# Directions
Repeat verbatim, and only, the lines of the data below, beginning at the line that contains "pub fn with_item_parameters(mut" and stopping after the line that contains "self.job_sharding_strategy_type = strategy;".

# Provided information
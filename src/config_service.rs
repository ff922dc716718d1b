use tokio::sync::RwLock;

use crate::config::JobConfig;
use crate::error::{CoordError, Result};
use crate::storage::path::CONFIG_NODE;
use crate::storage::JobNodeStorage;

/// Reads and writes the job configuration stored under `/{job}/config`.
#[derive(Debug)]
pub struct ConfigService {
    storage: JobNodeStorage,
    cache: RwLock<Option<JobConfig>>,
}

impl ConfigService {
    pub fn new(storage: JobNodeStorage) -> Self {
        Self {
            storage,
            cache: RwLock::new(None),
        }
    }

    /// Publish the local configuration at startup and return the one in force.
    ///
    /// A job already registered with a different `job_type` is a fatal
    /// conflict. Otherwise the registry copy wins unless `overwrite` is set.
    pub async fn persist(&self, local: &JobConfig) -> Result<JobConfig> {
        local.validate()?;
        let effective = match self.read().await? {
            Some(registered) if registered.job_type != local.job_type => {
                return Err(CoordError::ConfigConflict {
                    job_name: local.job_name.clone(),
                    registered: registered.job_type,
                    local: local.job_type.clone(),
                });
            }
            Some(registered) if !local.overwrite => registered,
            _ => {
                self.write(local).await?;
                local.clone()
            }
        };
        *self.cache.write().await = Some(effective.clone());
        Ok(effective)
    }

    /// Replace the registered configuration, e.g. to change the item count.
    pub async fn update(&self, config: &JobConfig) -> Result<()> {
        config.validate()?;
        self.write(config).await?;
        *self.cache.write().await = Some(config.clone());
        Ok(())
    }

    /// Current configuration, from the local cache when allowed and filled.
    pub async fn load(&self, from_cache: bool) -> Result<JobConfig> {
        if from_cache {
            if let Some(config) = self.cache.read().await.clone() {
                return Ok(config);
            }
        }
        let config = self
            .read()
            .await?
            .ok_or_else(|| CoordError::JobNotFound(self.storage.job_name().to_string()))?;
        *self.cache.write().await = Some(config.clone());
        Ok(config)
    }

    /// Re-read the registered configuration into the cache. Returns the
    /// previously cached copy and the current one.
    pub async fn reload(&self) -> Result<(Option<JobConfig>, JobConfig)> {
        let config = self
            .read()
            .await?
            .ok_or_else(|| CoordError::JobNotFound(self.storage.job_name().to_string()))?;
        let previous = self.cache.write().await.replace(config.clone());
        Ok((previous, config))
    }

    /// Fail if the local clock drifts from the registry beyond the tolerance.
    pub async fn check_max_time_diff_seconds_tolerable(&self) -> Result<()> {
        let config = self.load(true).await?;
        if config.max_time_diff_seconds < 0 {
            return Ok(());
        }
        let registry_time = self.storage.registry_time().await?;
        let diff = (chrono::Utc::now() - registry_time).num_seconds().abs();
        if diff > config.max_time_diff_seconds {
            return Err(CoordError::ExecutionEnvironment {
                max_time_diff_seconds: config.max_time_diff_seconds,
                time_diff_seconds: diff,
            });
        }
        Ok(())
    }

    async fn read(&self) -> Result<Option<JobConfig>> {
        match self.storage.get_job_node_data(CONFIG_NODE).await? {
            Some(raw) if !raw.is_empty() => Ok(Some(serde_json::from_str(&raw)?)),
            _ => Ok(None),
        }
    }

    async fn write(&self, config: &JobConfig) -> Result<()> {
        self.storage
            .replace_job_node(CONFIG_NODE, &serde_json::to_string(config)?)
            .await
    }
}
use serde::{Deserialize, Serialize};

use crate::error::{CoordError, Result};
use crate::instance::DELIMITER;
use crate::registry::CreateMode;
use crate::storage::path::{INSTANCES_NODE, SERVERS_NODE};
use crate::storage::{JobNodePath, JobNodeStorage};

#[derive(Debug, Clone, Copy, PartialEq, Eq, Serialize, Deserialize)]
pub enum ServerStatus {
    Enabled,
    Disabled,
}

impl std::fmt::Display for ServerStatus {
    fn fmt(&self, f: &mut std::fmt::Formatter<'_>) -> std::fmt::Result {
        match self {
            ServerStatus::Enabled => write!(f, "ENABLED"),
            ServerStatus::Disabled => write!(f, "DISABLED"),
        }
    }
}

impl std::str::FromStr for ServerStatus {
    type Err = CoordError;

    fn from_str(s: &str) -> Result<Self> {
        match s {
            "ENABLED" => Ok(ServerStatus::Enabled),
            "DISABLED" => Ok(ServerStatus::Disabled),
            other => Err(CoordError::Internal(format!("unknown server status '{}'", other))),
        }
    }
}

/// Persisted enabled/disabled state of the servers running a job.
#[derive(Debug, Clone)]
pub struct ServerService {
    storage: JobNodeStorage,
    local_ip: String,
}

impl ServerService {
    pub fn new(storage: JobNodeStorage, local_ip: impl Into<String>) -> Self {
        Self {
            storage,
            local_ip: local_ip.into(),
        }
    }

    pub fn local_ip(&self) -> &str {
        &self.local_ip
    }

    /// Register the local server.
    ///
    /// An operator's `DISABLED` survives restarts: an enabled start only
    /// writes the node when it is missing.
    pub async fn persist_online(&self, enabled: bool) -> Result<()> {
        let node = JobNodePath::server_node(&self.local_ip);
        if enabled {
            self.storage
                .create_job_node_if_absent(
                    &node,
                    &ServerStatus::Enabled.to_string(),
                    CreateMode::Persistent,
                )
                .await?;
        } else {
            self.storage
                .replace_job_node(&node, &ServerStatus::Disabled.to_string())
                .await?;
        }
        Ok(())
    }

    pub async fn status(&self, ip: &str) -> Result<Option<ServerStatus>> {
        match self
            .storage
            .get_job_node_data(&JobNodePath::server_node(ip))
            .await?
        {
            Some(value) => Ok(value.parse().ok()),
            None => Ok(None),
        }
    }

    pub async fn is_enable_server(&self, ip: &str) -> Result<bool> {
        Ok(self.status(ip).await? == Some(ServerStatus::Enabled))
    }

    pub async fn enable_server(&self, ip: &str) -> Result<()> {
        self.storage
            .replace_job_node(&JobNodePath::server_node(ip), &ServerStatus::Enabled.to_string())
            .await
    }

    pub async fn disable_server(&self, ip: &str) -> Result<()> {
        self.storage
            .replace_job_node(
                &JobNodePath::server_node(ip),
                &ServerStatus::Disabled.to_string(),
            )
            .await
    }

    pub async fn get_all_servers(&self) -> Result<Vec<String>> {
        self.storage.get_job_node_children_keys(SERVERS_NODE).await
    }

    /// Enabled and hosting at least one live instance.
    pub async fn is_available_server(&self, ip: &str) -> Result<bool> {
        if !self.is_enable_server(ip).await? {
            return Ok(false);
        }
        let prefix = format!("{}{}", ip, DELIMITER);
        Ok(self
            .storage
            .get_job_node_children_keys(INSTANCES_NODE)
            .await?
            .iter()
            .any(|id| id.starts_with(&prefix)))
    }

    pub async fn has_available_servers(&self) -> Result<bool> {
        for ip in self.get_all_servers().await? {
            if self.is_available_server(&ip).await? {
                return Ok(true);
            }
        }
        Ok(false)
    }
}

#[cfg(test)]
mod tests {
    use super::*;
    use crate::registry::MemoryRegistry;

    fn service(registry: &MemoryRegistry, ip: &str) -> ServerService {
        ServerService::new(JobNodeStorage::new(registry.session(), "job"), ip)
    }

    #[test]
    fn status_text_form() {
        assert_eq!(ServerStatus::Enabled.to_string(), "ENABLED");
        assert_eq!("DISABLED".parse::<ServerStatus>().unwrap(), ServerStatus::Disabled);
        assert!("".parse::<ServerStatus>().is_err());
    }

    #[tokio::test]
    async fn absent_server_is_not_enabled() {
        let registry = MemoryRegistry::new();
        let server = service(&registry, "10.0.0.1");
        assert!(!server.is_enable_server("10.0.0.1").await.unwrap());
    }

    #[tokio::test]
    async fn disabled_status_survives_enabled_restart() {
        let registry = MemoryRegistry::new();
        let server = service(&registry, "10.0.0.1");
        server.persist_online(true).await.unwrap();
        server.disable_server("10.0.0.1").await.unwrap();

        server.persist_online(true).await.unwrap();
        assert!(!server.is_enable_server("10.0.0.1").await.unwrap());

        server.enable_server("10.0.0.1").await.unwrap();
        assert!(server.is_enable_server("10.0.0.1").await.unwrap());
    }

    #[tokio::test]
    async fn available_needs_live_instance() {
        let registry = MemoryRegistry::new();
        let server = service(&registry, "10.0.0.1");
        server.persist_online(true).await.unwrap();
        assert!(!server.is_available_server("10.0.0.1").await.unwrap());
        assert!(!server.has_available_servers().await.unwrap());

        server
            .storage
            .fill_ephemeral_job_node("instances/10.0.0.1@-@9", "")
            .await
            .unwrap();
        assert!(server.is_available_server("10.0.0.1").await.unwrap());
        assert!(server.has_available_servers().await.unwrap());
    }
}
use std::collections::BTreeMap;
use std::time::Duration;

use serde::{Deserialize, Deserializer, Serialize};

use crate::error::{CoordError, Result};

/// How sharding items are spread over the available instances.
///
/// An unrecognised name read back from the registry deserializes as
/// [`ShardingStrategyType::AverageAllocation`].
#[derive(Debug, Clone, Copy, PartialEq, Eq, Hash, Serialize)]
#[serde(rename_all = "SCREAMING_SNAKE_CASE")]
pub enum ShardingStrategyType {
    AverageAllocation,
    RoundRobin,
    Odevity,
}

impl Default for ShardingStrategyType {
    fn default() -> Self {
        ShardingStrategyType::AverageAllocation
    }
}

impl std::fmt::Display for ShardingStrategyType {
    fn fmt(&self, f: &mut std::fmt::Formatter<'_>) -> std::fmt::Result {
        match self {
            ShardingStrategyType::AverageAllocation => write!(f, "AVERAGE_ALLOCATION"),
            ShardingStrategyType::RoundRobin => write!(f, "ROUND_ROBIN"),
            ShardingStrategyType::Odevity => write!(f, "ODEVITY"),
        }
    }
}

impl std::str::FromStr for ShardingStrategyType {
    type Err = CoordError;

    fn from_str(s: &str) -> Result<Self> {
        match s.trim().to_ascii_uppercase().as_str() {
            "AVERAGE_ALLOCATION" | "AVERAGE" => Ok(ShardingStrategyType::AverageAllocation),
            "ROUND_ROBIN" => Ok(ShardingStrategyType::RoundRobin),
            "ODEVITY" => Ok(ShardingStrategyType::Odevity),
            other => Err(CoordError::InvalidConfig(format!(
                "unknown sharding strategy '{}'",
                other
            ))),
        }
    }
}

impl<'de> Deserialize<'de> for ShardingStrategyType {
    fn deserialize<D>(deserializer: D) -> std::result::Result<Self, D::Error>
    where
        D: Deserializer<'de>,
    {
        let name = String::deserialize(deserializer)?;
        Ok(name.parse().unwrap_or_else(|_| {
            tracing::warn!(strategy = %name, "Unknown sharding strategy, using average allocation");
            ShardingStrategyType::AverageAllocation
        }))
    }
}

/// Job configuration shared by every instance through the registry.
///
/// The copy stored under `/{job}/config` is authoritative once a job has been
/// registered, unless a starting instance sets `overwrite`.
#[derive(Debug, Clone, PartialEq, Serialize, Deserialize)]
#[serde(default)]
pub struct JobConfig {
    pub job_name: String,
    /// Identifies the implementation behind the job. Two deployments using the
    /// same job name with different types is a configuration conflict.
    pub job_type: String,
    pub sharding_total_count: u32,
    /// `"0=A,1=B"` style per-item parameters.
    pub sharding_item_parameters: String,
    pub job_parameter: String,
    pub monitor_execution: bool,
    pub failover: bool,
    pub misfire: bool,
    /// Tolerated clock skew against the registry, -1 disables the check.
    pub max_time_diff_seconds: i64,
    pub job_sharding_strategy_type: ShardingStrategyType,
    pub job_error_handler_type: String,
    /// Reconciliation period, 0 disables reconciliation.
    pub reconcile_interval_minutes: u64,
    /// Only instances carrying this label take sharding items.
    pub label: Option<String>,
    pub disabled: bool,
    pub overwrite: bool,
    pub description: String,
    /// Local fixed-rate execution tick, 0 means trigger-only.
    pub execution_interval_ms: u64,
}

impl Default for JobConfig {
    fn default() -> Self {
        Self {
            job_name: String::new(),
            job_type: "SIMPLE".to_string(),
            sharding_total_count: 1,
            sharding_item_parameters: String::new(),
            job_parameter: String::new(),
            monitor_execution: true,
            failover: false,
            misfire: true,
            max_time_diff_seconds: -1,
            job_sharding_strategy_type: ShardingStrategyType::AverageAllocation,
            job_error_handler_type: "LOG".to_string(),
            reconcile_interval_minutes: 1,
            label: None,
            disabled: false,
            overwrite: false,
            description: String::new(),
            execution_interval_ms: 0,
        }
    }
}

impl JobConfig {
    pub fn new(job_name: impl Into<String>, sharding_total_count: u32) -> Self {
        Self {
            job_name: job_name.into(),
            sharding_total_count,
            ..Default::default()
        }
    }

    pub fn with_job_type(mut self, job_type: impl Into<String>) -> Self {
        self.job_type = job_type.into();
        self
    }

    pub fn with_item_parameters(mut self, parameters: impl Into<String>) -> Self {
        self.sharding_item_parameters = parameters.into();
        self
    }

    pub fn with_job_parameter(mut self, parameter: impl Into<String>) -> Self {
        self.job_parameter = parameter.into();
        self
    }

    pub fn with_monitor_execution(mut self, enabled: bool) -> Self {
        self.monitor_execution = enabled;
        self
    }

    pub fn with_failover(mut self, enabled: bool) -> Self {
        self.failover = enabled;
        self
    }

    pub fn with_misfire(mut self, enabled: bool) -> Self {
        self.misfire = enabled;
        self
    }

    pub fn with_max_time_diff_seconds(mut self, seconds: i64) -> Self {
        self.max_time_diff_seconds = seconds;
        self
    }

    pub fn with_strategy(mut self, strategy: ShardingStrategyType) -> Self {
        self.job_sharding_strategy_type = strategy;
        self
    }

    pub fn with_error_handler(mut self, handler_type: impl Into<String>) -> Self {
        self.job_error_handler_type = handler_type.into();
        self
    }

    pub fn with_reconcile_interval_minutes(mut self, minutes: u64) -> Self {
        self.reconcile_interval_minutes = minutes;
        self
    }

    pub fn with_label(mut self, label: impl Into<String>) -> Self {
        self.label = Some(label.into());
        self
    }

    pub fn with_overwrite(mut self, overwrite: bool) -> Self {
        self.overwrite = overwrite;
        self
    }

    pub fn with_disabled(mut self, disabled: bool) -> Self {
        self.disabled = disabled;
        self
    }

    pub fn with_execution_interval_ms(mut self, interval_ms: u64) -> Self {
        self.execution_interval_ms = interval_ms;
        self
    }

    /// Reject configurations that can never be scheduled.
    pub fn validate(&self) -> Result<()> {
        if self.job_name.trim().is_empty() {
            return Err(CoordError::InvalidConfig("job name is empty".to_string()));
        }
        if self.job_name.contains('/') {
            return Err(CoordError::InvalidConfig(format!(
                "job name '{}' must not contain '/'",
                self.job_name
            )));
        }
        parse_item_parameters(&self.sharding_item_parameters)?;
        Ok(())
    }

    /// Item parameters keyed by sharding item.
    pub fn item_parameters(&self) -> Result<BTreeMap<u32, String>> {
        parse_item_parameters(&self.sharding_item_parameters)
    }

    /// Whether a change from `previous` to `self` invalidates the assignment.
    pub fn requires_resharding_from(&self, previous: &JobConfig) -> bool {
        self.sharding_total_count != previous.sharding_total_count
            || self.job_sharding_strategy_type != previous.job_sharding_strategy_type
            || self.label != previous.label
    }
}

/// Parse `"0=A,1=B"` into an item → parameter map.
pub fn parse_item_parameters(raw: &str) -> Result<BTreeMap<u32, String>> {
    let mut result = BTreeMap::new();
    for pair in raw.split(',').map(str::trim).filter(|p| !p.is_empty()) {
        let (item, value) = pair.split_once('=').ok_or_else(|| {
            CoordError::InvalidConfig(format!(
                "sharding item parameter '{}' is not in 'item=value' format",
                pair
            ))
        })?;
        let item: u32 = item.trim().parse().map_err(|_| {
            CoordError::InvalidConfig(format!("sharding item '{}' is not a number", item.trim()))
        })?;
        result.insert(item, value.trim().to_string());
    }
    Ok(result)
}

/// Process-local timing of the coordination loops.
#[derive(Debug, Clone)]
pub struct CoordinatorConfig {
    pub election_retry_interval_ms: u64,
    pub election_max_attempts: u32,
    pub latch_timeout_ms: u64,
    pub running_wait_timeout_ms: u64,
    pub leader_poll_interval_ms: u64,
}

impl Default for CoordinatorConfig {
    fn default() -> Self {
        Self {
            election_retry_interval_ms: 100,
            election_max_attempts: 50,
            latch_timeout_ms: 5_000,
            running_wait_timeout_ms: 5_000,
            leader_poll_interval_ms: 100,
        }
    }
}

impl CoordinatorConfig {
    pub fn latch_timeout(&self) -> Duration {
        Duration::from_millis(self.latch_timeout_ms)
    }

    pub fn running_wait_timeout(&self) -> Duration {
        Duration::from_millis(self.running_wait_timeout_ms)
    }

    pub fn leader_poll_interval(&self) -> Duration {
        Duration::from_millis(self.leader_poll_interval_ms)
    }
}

# Expected answer
    pub fn with_item_parameters(mut self, parameters: impl Into<String>) -> Self {
        self.sharding_item_parameters = parameters.into();
        self
    }

    pub fn with_job_parameter(mut self, parameter: impl Into<String>) -> Self {
        self.job_parameter = parameter.into();
        self
    }

    pub fn with_monitor_execution(mut self, enabled: bool) -> Self {
        self.monitor_execution = enabled;
        self
    }

    pub fn with_failover(mut self, enabled: bool) -> Self {
        self.failover = enabled;
        self
    }

    pub fn with_misfire(mut self, enabled: bool) -> Self {
        self.misfire = enabled;
        self
    }

    pub fn with_max_time_diff_seconds(mut self, seconds: i64) -> Self {
        self.max_time_diff_seconds = seconds;
        self
    }

    pub fn with_strategy(mut self, strategy: ShardingStrategyType) -> Self {
        self.job_sharding_strategy_type = strategy;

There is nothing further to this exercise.